**WORK ITEM:** After locating the line with "Blurred RGBA image with same dimensions" in the data that follows, return it and every later line exactly, up to and including the line with "pub const LUMINANCE_LEVELS: usize = 256;".

**TASK MATERIAL:**
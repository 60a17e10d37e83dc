//! Low-pass (box blur) filter for RGBA images.

use ndarray::{Array3, ArrayView3};

/// Neighborhood radius of the low-pass filter (3x3 window).
const LOW_PASS_RADIUS: isize = 1;

/// Apply a 3x3 box blur to an RGBA image.
///
/// Each color channel is the average of the pixel and its in-bounds
/// neighbors. Neighbors outside the image are left out of both the sum and
/// the count, so corners average 4 samples and edges 6. The average is
/// truncated. Alpha is copied from the center pixel.
///
/// # Arguments
/// * `input` - RGBA image (height, width, 4) as u8
///
/// # Returns
/// Blurred RGBA image with same dimensions
pub fn low_pass_rgba_u8(input: ArrayView3<u8>) -> Array3<u8> {
    let (height, width, _) = input.dim();
    let mut result = Array3::<u8>::zeros((height, width, 4));
    let r = LOW_PASS_RADIUS;

    for y in 0..height {
        for x in 0..width {
            let mut sum = [0u32; 3];
            let mut count = 0u32;

            for dy in -r..=r {
                let sy = y as isize + dy;
                if sy < 0 || sy >= height as isize {
                    continue;
                }

                for dx in -r..=r {
                    let sx = x as isize + dx;
                    if sx < 0 || sx >= width as isize {
                        continue;
                    }

                    for (c, total) in sum.iter_mut().enumerate() {
                        *total += input[[sy as usize, sx as usize, c]] as u32;
                    }
                    count += 1;
                }
            }

            // count >= 1: the center pixel is always in bounds
            for (c, total) in sum.iter().enumerate() {
                result[[y, x, c]] = (total / count) as u8;
            }
            result[[y, x, 3]] = input[[y, x, 3]];
        }
    }

    result
}
//! Histogram equalization in the HSL lightness domain.
//!
//! Hue and saturation are kept; only lightness is remapped through the
//! cumulative distribution of its 256 quantized levels. This spreads global
//! contrast without shifting colors the way per-channel equalization would.

use log::debug;
use ndarray::{Array3, ArrayView3};

use super::color_science::{hsl_to_rgb, rgb_to_hsl};

/// Number of quantized lightness levels.
pub const LUMINANCE_LEVELS: usize = 256;

/// Quantize a 0.0-1.0 lightness to its level index.
#[inline]
fn quantize(l: f64) -> usize {
    let max_level = (LUMINANCE_LEVELS - 1) as f64;
    (l * max_level).round().clamp(0.0, max_level) as usize
}

/// Count pixels per quantized lightness level.
pub fn lightness_histogram(input: ArrayView3<u8>) -> [u64; LUMINANCE_LEVELS] {
    let (height, width, _) = input.dim();
    let mut histogram = [0u64; LUMINANCE_LEVELS];
    for y in 0..height {
        for x in 0..width {
            let (_, _, l) = rgb_to_hsl(input[[y, x, 0]], input[[y, x, 1]], input[[y, x, 2]]);
            histogram[quantize(l)] += 1;
        }
    }
    histogram
}

/// Running sum of a histogram, plus the first nonzero cumulative count.
///
/// The second value is 0 only when the histogram is empty.
pub fn cumulative_distribution(
    histogram: &[u64; LUMINANCE_LEVELS],
) -> ([u64; LUMINANCE_LEVELS], u64) {
    let mut cdf = [0u64; LUMINANCE_LEVELS];
    let mut cumulative = 0u64;
    let mut cdf_min = 0u64;

    for (level, &count) in histogram.iter().enumerate() {
        cumulative += count;
        cdf[level] = cumulative;
        if cdf_min == 0 && cumulative > 0 {
            cdf_min = cumulative;
        }
    }

    (cdf, cdf_min)
}

/// Equalize the lightness histogram of an RGBA image (u8 version).
///
/// Each pixel's lightness level becomes
/// `(cdf[level] - cdf_min) / (total - cdf_min)`; hue and saturation are
/// kept and alpha is copied.
///
/// When every pixel shares one lightness level the mapping is undefined
/// (`total == cdf_min`). The image is then returned unchanged.
///
/// # Arguments
/// * `input` - RGBA image (height, width, 4)
///
/// # Returns
/// Equalized RGBA image with same dimensions
pub fn equalize_histogram_rgba_u8(input: ArrayView3<u8>) -> Array3<u8> {
    let (height, width, _) = input.dim();
    let total = (height * width) as u64;

    let mut hsl = Vec::with_capacity(height * width);
    let mut histogram = [0u64; LUMINANCE_LEVELS];
    for y in 0..height {
        for x in 0..width {
            let (h, s, l) = rgb_to_hsl(input[[y, x, 0]], input[[y, x, 1]], input[[y, x, 2]]);
            let level = quantize(l);
            histogram[level] += 1;
            hsl.push((h, s, level));
        }
    }

    let (cdf, cdf_min) = cumulative_distribution(&histogram);
    if total == cdf_min {
        debug!("single lightness level across {total} pixels, skipping equalization");
        return input.to_owned();
    }

    let range = (total - cdf_min) as f64;
    let mut output = Array3::<u8>::zeros((height, width, 4));
    for (i, &(h, s, level)) in hsl.iter().enumerate() {
        let (y, x) = (i / width, i % width);
        let new_l = (cdf[level] - cdf_min) as f64 / range;
        let (r, g, b) = hsl_to_rgb(h, s, new_l);

        output[[y, x, 0]] = r;
        output[[y, x, 1]] = g;
        output[[y, x, 2]] = b;
        output[[y, x, 3]] = input[[y, x, 3]];
    }

    output
}

#[cfg(test)]
mod tests {
    use super::*;

    fn gray_ramp(values: &[u8]) -> Array3<u8> {
        Array3::from_shape_fn((1, values.len(), 4), |(_, x, c)| {
            if c == 3 { 255 } else { values[x] }
        })
    }

    #[test]
    fn test_equalize_single_pixel_is_identity() {
        let mut img = Array3::<u8>::zeros((1, 1, 4));
        img[[0, 0, 0]] = 200;
        img[[0, 0, 1]] = 30;
        img[[0, 0, 2]] = 90;
        img[[0, 0, 3]] = 111;

        let result = equalize_histogram_rgba_u8(img.view());
        assert_eq!(result, img);
    }

    #[test]
    fn test_equalize_uniform_is_identity() {
        let img = Array3::from_shape_fn((3, 3, 4), |(_, _, c)| [10, 200, 60, 255][c]);
        let result = equalize_histogram_rgba_u8(img.view());
        assert_eq!(result, img);
    }

    #[test]
    fn test_equalize_stretches_gray_levels() {
        let img = gray_ramp(&[100, 110, 120, 130]);
        let result = equalize_histogram_rgba_u8(img.view());

        // cdf = 1, 2, 3, 4; cdf_min = 1 -> 0, 1/3, 2/3, 1
        assert_eq!(result[[0, 0, 0]], 0);
        assert_eq!(result[[0, 1, 0]], 85);
        assert_eq!(result[[0, 2, 0]], 170);
        assert_eq!(result[[0, 3, 0]], 255);
        for x in 0..4 {
            assert_eq!(result[[0, x, 0]], result[[0, x, 1]]);
            assert_eq!(result[[0, x, 1]], result[[0, x, 2]]);
            assert_eq!(result[[0, x, 3]], 255);
        }
    }

    #[test]
    fn test_equalize_preserves_alpha_and_shape() {
        let img = Array3::from_shape_fn((3, 5, 4), |(y, x, c)| {
            ((y * 71 + x * 29 + c * 13) % 256) as u8
        });
        let result = equalize_histogram_rgba_u8(img.view());

        assert_eq!(result.dim(), img.dim());
        for y in 0..3 {
            for x in 0..5 {
                assert_eq!(result[[y, x, 3]], img[[y, x, 3]]);
            }
        }
    }

    #[test]
    fn test_cumulative_distribution_monotonic() {
        let img = Array3::from_shape_fn((8, 8, 4), |(y, x, c)| {
            ((y * 37 + x * 11 + c * 5) % 256) as u8
        });
        let histogram = lightness_histogram(img.view());
        let (cdf, cdf_min) = cumulative_distribution(&histogram);

        for pair in cdf.windows(2) {
            assert!(pair[0] <= pair[1]);
        }
        assert_eq!(cdf[LUMINANCE_LEVELS - 1], 64);
        let first = cdf.iter().copied().find(|&v| v > 0).unwrap();
        assert_eq!(cdf_min, first);
    }

    #[test]
    fn test_equalize_empty_image() {
        let img = Array3::<u8>::zeros((0, 0, 4));
        let result = equalize_histogram_rgba_u8(img.view());
        assert_eq!(result.dim(), (0, 0, 4));
    }
}
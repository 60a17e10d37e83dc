//! RGBA pixel buffer shared by every filter.
//!
//! The buffer is an `ndarray::Array3<u8>` of shape (height, width, 4). Filters
//! read it through [`PixelBuffer::view`] and hand back a freshly allocated
//! array, so a result never aliases its source.

use image::RgbaImage;
use ndarray::{Array3, ArrayView3};

use crate::error::{EnhanceError, Result};

/// Number of interleaved channels per pixel (R, G, B, A).
pub const CHANNELS: usize = 4;

/// Owned width x height grid of 8-bit RGBA pixels.
#[derive(Debug, Clone, PartialEq, Eq)]
pub struct PixelBuffer {
    pixels: Array3<u8>,
}

impl PixelBuffer {
    /// Fully transparent black buffer.
    pub fn new(width: usize, height: usize) -> Self {
        Self {
            pixels: Array3::zeros((height, width, CHANNELS)),
        }
    }

    /// Buffer where every pixel has the same RGBA value.
    pub fn filled(width: usize, height: usize, rgba: [u8; 4]) -> Self {
        let pixels = Array3::from_shape_fn((height, width, CHANNELS), |(_, _, c)| rgba[c]);
        Self { pixels }
    }

    /// Wrap interleaved RGBA bytes in row-major order.
    pub fn from_raw(width: usize, height: usize, data: Vec<u8>) -> Result<Self> {
        let expected = width * height * CHANNELS;
        if data.len() != expected {
            return Err(EnhanceError::InvalidDimensions {
                width,
                height,
                len: data.len(),
                expected,
            });
        }
        let len = data.len();
        let pixels = Array3::from_shape_vec((height, width, CHANNELS), data).map_err(|_| {
            EnhanceError::InvalidDimensions {
                width,
                height,
                len,
                expected,
            }
        })?;
        Ok(Self { pixels })
    }

    /// Wrap an existing (height, width, channels) array; channels must be 4.
    pub fn from_array(pixels: Array3<u8>) -> Result<Self> {
        let (_, _, channels) = pixels.dim();
        if channels != CHANNELS {
            return Err(EnhanceError::UnsupportedChannels(channels));
        }
        Ok(Self { pixels })
    }

    pub fn width(&self) -> usize {
        self.pixels.dim().1
    }

    pub fn height(&self) -> usize {
        self.pixels.dim().0
    }

    /// Total byte length, always `width * height * 4`.
    pub fn len(&self) -> usize {
        self.pixels.len()
    }

    pub fn is_empty(&self) -> bool {
        self.pixels.is_empty()
    }

    /// RGBA value at column `x`, row `y`.
    ///
    /// Panics if the coordinate is out of bounds.
    pub fn pixel(&self, x: usize, y: usize) -> [u8; 4] {
        [
            self.pixels[[y, x, 0]],
            self.pixels[[y, x, 1]],
            self.pixels[[y, x, 2]],
            self.pixels[[y, x, 3]],
        ]
    }

    pub fn view(&self) -> ArrayView3<'_, u8> {
        self.pixels.view()
    }

    pub fn as_array(&self) -> &Array3<u8> {
        &self.pixels
    }

    pub fn into_array(self) -> Array3<u8> {
        self.pixels
    }

    /// Interleaved RGBA bytes in row-major order.
    pub fn into_raw(self) -> Vec<u8> {
        if self.pixels.is_standard_layout() {
            let (data, _) = self.pixels.into_raw_vec_and_offset();
            data
        } else {
            self.pixels.iter().copied().collect()
        }
    }

    pub fn from_rgba_image(image: RgbaImage) -> Result<Self> {
        let (width, height) = (image.width() as usize, image.height() as usize);
        let mut data = image.into_raw();
        data.truncate(width * height * CHANNELS);
        Self::from_raw(width, height, data)
    }

    /// Copy into an `image` crate buffer; `None` if a dimension exceeds `u32`.
    pub fn to_rgba_image(&self) -> Option<RgbaImage> {
        let width = u32::try_from(self.width()).ok()?;
        let height = u32::try_from(self.height()).ok()?;
        RgbaImage::from_raw(width, height, self.clone().into_raw())
    }
}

**REPLY:**
/// Blurred RGBA image with same dimensions
pub fn low_pass_rgba_u8(input: ArrayView3<u8>) -> Array3<u8> {
    let (height, width, _) = input.dim();
    let mut result = Array3::<u8>::zeros((height, width, 4));
    let r = LOW_PASS_RADIUS;

    for y in 0..height {
        for x in 0..width {
            let mut sum = [0u32; 3];
            let mut count = 0u32;

            for dy in -r..=r {
                let sy = y as isize + dy;
                if sy < 0 || sy >= height as isize {
                    continue;
                }

                for dx in -r..=r {
                    let sx = x as isize + dx;
                    if sx < 0 || sx >= width as isize {
                        continue;
                    }

                    for (c, total) in sum.iter_mut().enumerate() {
                        *total += input[[sy as usize, sx as usize, c]] as u32;
                    }
                    count += 1;
                }
            }

            // count >= 1: the center pixel is always in bounds
            for (c, total) in sum.iter().enumerate() {
                result[[y, x, c]] = (total / count) as u8;
            }
            result[[y, x, 3]] = input[[y, x, 3]];
        }
    }

    result
}
//! Histogram equalization in the HSL lightness domain.
//!
//! Hue and saturation are kept; only lightness is remapped through the
//! cumulative distribution of its 256 quantized levels. This spreads global
//! contrast without shifting colors the way per-channel equalization would.

use log::debug;
use ndarray::{Array3, ArrayView3};

use super::color_science::{hsl_to_rgb, rgb_to_hsl};

/// Number of quantized lightness levels.
pub const LUMINANCE_LEVELS: usize = 256;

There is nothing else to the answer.